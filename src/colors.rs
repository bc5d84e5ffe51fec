//! Named colors used by the factory rainbows.
//!
//! The hue wheel is split into twelve fully saturated steps at 0, 127 and 255
//! channel intensity, plus white, off and two half-intensity tints.

use crate::color::Color;

pub const RED: Color = Color::new(255, 0, 0);
pub const ORANGE: Color = Color::new(255, 127, 0);
pub const YELLOW: Color = Color::new(255, 255, 0);
pub const YELLOW_GREEN: Color = Color::new(127, 255, 0);
pub const GREEN: Color = Color::new(0, 255, 0);
pub const GREEN_BLUE: Color = Color::new(0, 255, 127);
pub const SKY_BLUE: Color = Color::new(0, 255, 255);
pub const DEEP_BLUE: Color = Color::new(0, 127, 255);
pub const BLUE: Color = Color::new(0, 0, 255);
pub const PURPLE_BLUE: Color = Color::new(127, 0, 255);
pub const PURPLE: Color = Color::new(255, 0, 255);
pub const DARK_PURPLE: Color = Color::new(255, 0, 127);

pub const WHITE: Color = Color::new(255, 255, 255);
pub const OFF: Color = Color::new(0, 0, 0);

/// Half-intensity red, used between white and red in the red/white pattern.
pub const DIM_RED: Color = Color::new(127, 0, 0);
/// Half-intensity green, used between white and green in the green/white pattern.
pub const DIM_GREEN: Color = Color::new(0, 127, 0);
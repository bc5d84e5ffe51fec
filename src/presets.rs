//! The factory rainbows shipped with the controller.
//!
//! Each preset is written as its shortest distinct cycle plus a repeat count.
//! The repeat count keeps every rainbow at the length the controller has
//! always used (a six-color cycle shown twice is twelve steps long), so
//! animations that advance one step per LED keep their spacing.

use crate::catalog::{Catalog, RainbowId};
use crate::color::Color;
use crate::colors::*;
use crate::types::PaletteError;
use crate::{MAX_RAINBOW_COLORS, StandardRainbow};

/// Number of factory rainbows.
pub const PRESET_COUNT: usize = 27;

/// Catalog type holding the factory rainbows.
pub type PresetCatalog = Catalog<MAX_RAINBOW_COLORS, PRESET_COUNT>;

/// Rainbow selected when the controller powers up.
pub const DEFAULT_RAINBOW: RainbowId = RainbowId(1);

struct Preset {
    name: &'static str,
    cycle: &'static [Color],
    repeats: usize,
}

const ROYGBIV: [Color; 6] = [RED, YELLOW, GREEN, SKY_BLUE, BLUE, PURPLE];

const GUIDE_1: [Color; 6] = [
    Color::new(255, 255, 163),
    Color::new(255, 180, 149),
    Color::new(214, 98, 168),
    Color::new(106, 45, 138),
    Color::new(65, 42, 120),
    Color::new(14, 13, 90),
];

const GUIDE_2: [Color; 6] = [
    Color::new(127, 188, 255),
    Color::new(173, 216, 217),
    Color::new(238, 243, 196),
    Color::new(255, 215, 127),
    Color::new(255, 168, 112),
    Color::new(249, 106, 74),
];

const FLAMEO_HOTMAN: [Color; 6] = [
    Color::new(204, 0, 102),
    Color::new(213, 37, 83),
    Color::new(223, 74, 65),
    Color::new(232, 111, 46),
    Color::new(241, 148, 28),
    Color::new(255, 204, 0),
];

const PURPLISH: [Color; 6] = [
    Color::new(255, 1, 252),
    Color::new(202, 1, 255),
    Color::new(127, 1, 231),
    Color::new(89, 18, 208),
    Color::new(52, 34, 176),
    Color::new(44, 50, 135),
];

const GUIDE_8: [Color; 6] = [
    Color::new(44, 174, 172),
    Color::new(15, 121, 107),
    Color::new(0, 88, 83),
    Color::new(239, 31, 207),
    Color::new(135, 16, 109),
    Color::new(89, 2, 82),
];

const GUIDE_19: [Color; 6] = [
    Color::new(233, 180, 69),
    Color::new(232, 211, 70),
    Color::new(184, 165, 73),
    Color::new(114, 136, 74),
    Color::new(48, 101, 85),
    Color::new(45, 55, 54),
];

const GUIDE_25: [Color; 6] = [
    Color::new(159, 40, 76),
    Color::new(144, 60, 75),
    Color::new(97, 26, 38),
    Color::new(92, 31, 60),
    Color::new(69, 20, 54),
    Color::new(36, 6, 29),
];

const GUIDE_33: [Color; 5] = [
    Color::new(167, 255, 255),
    Color::new(82, 136, 242),
    Color::new(72, 54, 191),
    Color::new(33, 10, 64),
    Color::new(21, 8, 38),
];

const GUIDE_37: [Color; 5] = [
    Color::new(125, 208, 214),
    Color::new(40, 162, 183),
    Color::new(0, 73, 103),
    Color::new(191, 168, 212),
    Color::new(123, 97, 170),
];

const GUIDE_60: [Color; 5] = [
    Color::new(34, 170, 255),
    Color::new(254, 253, 73),
    Color::new(255, 219, 65),
    Color::new(255, 136, 0),
    Color::new(214, 110, 4),
];

const GUIDE_64: [Color; 5] = [
    Color::new(45, 5, 0),
    Color::new(120, 0, 19),
    Color::new(161, 2, 30),
    Color::new(217, 23, 109),
    Color::new(252, 246, 198),
];

const GUIDE_65: [Color; 5] = [
    Color::new(1, 142, 96),
    Color::new(3, 182, 89),
    Color::new(1, 219, 115),
    Color::new(7, 233, 175),
    Color::new(8, 240, 205),
];

const GUIDE_75: [Color; 5] = [
    Color::new(176, 228, 242),
    Color::new(88, 199, 252),
    Color::new(36, 91, 112),
    Color::new(79, 120, 0),
    Color::new(178, 254, 57),
];

const GUIDE_80: [Color; 5] = [
    Color::new(40, 23, 14),
    Color::new(114, 21, 33),
    Color::new(138, 55, 43),
    Color::new(184, 123, 63),
    Color::new(255, 226, 94),
];

const GUIDE_97: [Color; 5] = [
    Color::new(189, 219, 83),
    Color::new(105, 140, 61),
    Color::new(66, 100, 30),
    Color::new(24, 42, 16),
    Color::new(3, 7, 0),
];

const GUIDE_46: [Color; 5] = [
    Color::new(82, 231, 163),
    Color::new(44, 196, 207),
    Color::new(111, 200, 255),
    Color::new(88, 113, 239),
    Color::new(169, 136, 215),
];

// Index `i` holds rainbow id `i + 1`.
const PRESETS: [Preset; PRESET_COUNT] = [
    Preset { name: "roygbiv", cycle: &ROYGBIV, repeats: 1 },
    Preset { name: "double_roygbiv", cycle: &ROYGBIV, repeats: 2 },
    Preset { name: "primaries", cycle: &[RED, OFF, YELLOW, OFF, BLUE, OFF], repeats: 1 },
    Preset { name: "secondaries", cycle: &[OFF, ORANGE, OFF, GREEN, OFF, PURPLE], repeats: 1 },
    Preset { name: "rgb", cycle: &[OFF, RED, OFF, GREEN, OFF, BLUE], repeats: 1 },
    Preset { name: "blue_yellow", cycle: &[OFF, YELLOW, OFF, BLUE], repeats: 2 },
    Preset { name: "red_sky_blue", cycle: &[OFF, RED, OFF, SKY_BLUE], repeats: 2 },
    Preset { name: "orange_deep_blue", cycle: &[OFF, ORANGE, OFF, DEEP_BLUE], repeats: 2 },
    Preset { name: "guide_1", cycle: &GUIDE_1, repeats: 2 },
    Preset { name: "guide_2", cycle: &GUIDE_2, repeats: 2 },
    Preset { name: "flameo_hotman", cycle: &FLAMEO_HOTMAN, repeats: 2 },
    Preset { name: "purplish", cycle: &PURPLISH, repeats: 2 },
    Preset { name: "guide_8", cycle: &GUIDE_8, repeats: 2 },
    Preset { name: "guide_19", cycle: &GUIDE_19, repeats: 2 },
    Preset { name: "guide_25", cycle: &GUIDE_25, repeats: 2 },
    Preset { name: "guide_33", cycle: &GUIDE_33, repeats: 2 },
    Preset { name: "guide_37", cycle: &GUIDE_37, repeats: 2 },
    Preset { name: "guide_60", cycle: &GUIDE_60, repeats: 2 },
    Preset { name: "guide_64", cycle: &GUIDE_64, repeats: 2 },
    Preset { name: "guide_65", cycle: &GUIDE_65, repeats: 2 },
    Preset { name: "guide_75", cycle: &GUIDE_75, repeats: 2 },
    Preset { name: "guide_80", cycle: &GUIDE_80, repeats: 2 },
    Preset { name: "guide_97", cycle: &GUIDE_97, repeats: 2 },
    Preset { name: "guide_46", cycle: &GUIDE_46, repeats: 2 },
    Preset { name: "blue_white", cycle: &[WHITE, SKY_BLUE, BLUE, DEEP_BLUE], repeats: 2 },
    Preset { name: "red_white", cycle: &[WHITE, DIM_RED, RED, DIM_RED], repeats: 2 },
    Preset { name: "green_white", cycle: &[WHITE, DIM_GREEN, GREEN, DIM_GREEN], repeats: 2 },
];

/// Builds the catalog of factory rainbows, ids `1..=PRESET_COUNT`.
///
/// Call once during start-up. An error here means the preset table itself is
/// malformed; the animation loop must not start with a partial catalog.
///
/// # Errors
/// * `InvalidPalette` - A preset does not fit in `MAX_RAINBOW_COLORS`
pub fn catalog() -> Result<PresetCatalog, PaletteError> {
    let mut builder = PresetCatalog::builder();

    for (slot, preset) in PRESETS.iter().enumerate() {
        let rainbow = StandardRainbow::builder()
            .colors(preset.cycle)?
            .repeated(preset.repeats)?
            .build();
        builder.insert(RainbowId((slot + 1) as u8), rainbow)?;
    }

    #[cfg(feature = "defmt")]
    defmt::info!("{} preset rainbows ready", PRESET_COUNT);

    Ok(builder.build())
}

/// Looks up a preset id by name.
pub fn find(name: &str) -> Option<RainbowId> {
    PRESETS
        .iter()
        .position(|preset| preset.name == name)
        .map(|slot| RainbowId((slot + 1) as u8))
}

/// Returns the name of a preset id.
pub fn name(id: RainbowId) -> Option<&'static str> {
    let slot = (id.0 as usize).checked_sub(1)?;
    PRESETS.get(slot).map(|preset| preset.name)
}
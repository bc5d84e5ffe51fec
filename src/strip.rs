//! Hand-off point between rainbows and the LED hardware.
//!
//! Defines the [`LedStrip`] trait for the driver that pushes pixels to an
//! addressable strip, and [`render`], which paints one animation frame from a
//! rainbow into a caller-owned buffer and writes it out.

use crate::color::Color;
use crate::rainbow::Rainbow;
use crate::types::PaletteError;

/// Trait for abstracting addressable LED strip hardware.
///
/// Implement this for your strip driver (WS2812 over SPI, PIO, bit-banged
/// GPIO, etc.). Pixels arrive as packed `0x00RRGGBB` colors; convert them to
/// the wire order the hardware expects (often GRB). Handle any hardware errors
/// internally - this method cannot fail.
pub trait LedStrip {
    /// Writes one frame. `pixels[0]` is the LED closest to the data input.
    fn write(&mut self, pixels: &[Color]);
}

/// Paints `buffer` from `rainbow` starting at `step` and writes it to `strip`.
///
/// LED `i` shows `rainbow.color_at(step + i)`; advancing `step` by one each
/// frame scrolls the rainbow along the strip.
///
/// # Errors
/// * `EmptyPalette` - The rainbow has no colors; nothing is written
pub fn render<S: LedStrip, const N: usize>(
    strip: &mut S,
    rainbow: &Rainbow<N>,
    step: u64,
    buffer: &mut [Color],
) -> Result<(), PaletteError> {
    rainbow.fill(step, buffer)?;
    strip.write(buffer);
    Ok(())
}
//! Memory calculator for rainbow-palettes
//!
//! Writes the RAM footprint of rainbows and catalogs at several capacities to
//! `report.md`, so firmware authors can pick `N` and `MAX` for their target.
//!
//! Usage:
//!   cd tools/sizeof-calculator
//!   cargo run --release
//!   cat report.md

use rainbow_palettes::presets::{self, PRESET_COUNT, PresetCatalog};
use rainbow_palettes::{Catalog, Color, MAX_RAINBOW_COLORS, PaletteError, Rainbow, StandardRainbow};
use std::fs::File;
use std::io::Write;
use std::mem::size_of;

fn write_header(f: &mut File) -> std::io::Result<()> {
    writeln!(f, "# rainbow-palettes Memory Footprint")?;
    writeln!(f)?;
    writeln!(f, "Sizes are `core::mem::size_of` on the host.")?;
    writeln!(f)?;
    Ok(())
}

fn write_component_sizes(f: &mut File) -> std::io::Result<()> {
    writeln!(f, "## Components")?;
    writeln!(f)?;
    writeln!(f, "| Type | Size |")?;
    writeln!(f, "|------|------|")?;
    writeln!(f, "| `Color` | {} B |", size_of::<Color>())?;
    writeln!(f, "| `PaletteError` | {} B |", size_of::<PaletteError>())?;
    writeln!(
        f,
        "| `StandardRainbow` (N = {}) | {} B |",
        MAX_RAINBOW_COLORS,
        size_of::<StandardRainbow>()
    )?;
    writeln!(
        f,
        "| `PresetCatalog` ({} slots) | {} B |",
        PRESET_COUNT,
        size_of::<PresetCatalog>()
    )?;
    writeln!(f)?;
    Ok(())
}

fn write_rainbow_table(f: &mut File, capacities: &[usize]) -> std::io::Result<()> {
    writeln!(f, "## Rainbow Memory Usage")?;
    writeln!(f)?;
    writeln!(f, "| Capacity | Total Size | Storage Cost | Overhead |")?;
    writeln!(f, "|----------|------------|--------------|----------|")?;

    for &capacity in capacities {
        let total_size = match capacity {
            4 => size_of::<Rainbow<4>>(),
            6 => size_of::<Rainbow<6>>(),
            8 => size_of::<Rainbow<8>>(),
            12 => size_of::<Rainbow<12>>(),
            16 => size_of::<Rainbow<16>>(),
            32 => size_of::<Rainbow<32>>(),
            _ => continue,
        };

        let storage_cost = size_of::<Color>() * capacity;
        let overhead = total_size - storage_cost;

        writeln!(
            f,
            "| {} | {} B | {} B | {} B |",
            capacity, total_size, storage_cost, overhead
        )?;
    }

    writeln!(f)?;
    Ok(())
}

fn write_catalog_table(f: &mut File, slots: &[usize]) -> std::io::Result<()> {
    writeln!(f, "## Catalog Memory Usage (N = {})", MAX_RAINBOW_COLORS)?;
    writeln!(f)?;
    writeln!(f, "| Slots | Total Size | Per Slot |")?;
    writeln!(f, "|-------|------------|----------|")?;

    for &count in slots {
        let total_size = match count {
            8 => size_of::<Catalog<MAX_RAINBOW_COLORS, 8>>(),
            16 => size_of::<Catalog<MAX_RAINBOW_COLORS, 16>>(),
            PRESET_COUNT => size_of::<PresetCatalog>(),
            32 => size_of::<Catalog<MAX_RAINBOW_COLORS, 32>>(),
            64 => size_of::<Catalog<MAX_RAINBOW_COLORS, 64>>(),
            _ => continue,
        };

        writeln!(f, "| {} | {} B | {} B |", count, total_size, total_size / count)?;
    }

    writeln!(f)?;
    Ok(())
}

fn write_preset_usage(f: &mut File) -> std::io::Result<()> {
    let catalog = presets::catalog().map_err(std::io::Error::other)?;

    writeln!(f, "## Preset Slot Usage")?;
    writeln!(f)?;
    writeln!(f, "| Id | Name | Colors | Period | Unused Slots |")?;
    writeln!(f, "|----|------|--------|--------|--------------|")?;

    for (id, rainbow) in catalog.iter() {
        writeln!(
            f,
            "| {} | {} | {} | {} | {} |",
            id,
            presets::name(id).unwrap_or("?"),
            rainbow.len(),
            rainbow.period(),
            rainbow.capacity() - rainbow.len()
        )?;
    }

    writeln!(f)?;
    Ok(())
}

fn main() -> std::io::Result<()> {
    let report_path = "report.md";

    // Remove old report if it exists
    let _ = std::fs::remove_file(report_path);

    let mut file = File::create(report_path)?;

    println!("Generating memory footprint analysis...");

    write_header(&mut file)?;
    write_component_sizes(&mut file)?;
    write_rainbow_table(&mut file, &[4, 6, 8, 12, 16, 32])?;
    write_catalog_table(&mut file, &[8, 16, PRESET_COUNT, 32, 64])?;
    write_preset_usage(&mut file)?;

    writeln!(&mut file, "## Architecture Note")?;
    writeln!(&mut file)?;
    writeln!(
        &mut file,
        "Analysis performed on {}-bit host architecture. The length field of each rainbow shrinks to 4 B on 32-bit targets; color storage is identical across architectures.",
        size_of::<usize>() * 8
    )?;

    println!("✓ Report generated: {}", report_path);
    println!("  View with: cat {}", report_path);

    Ok(())
}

**Assignment**
For the word "that", report how many lines of the records contain it; respond with the number only.

**Written response**
2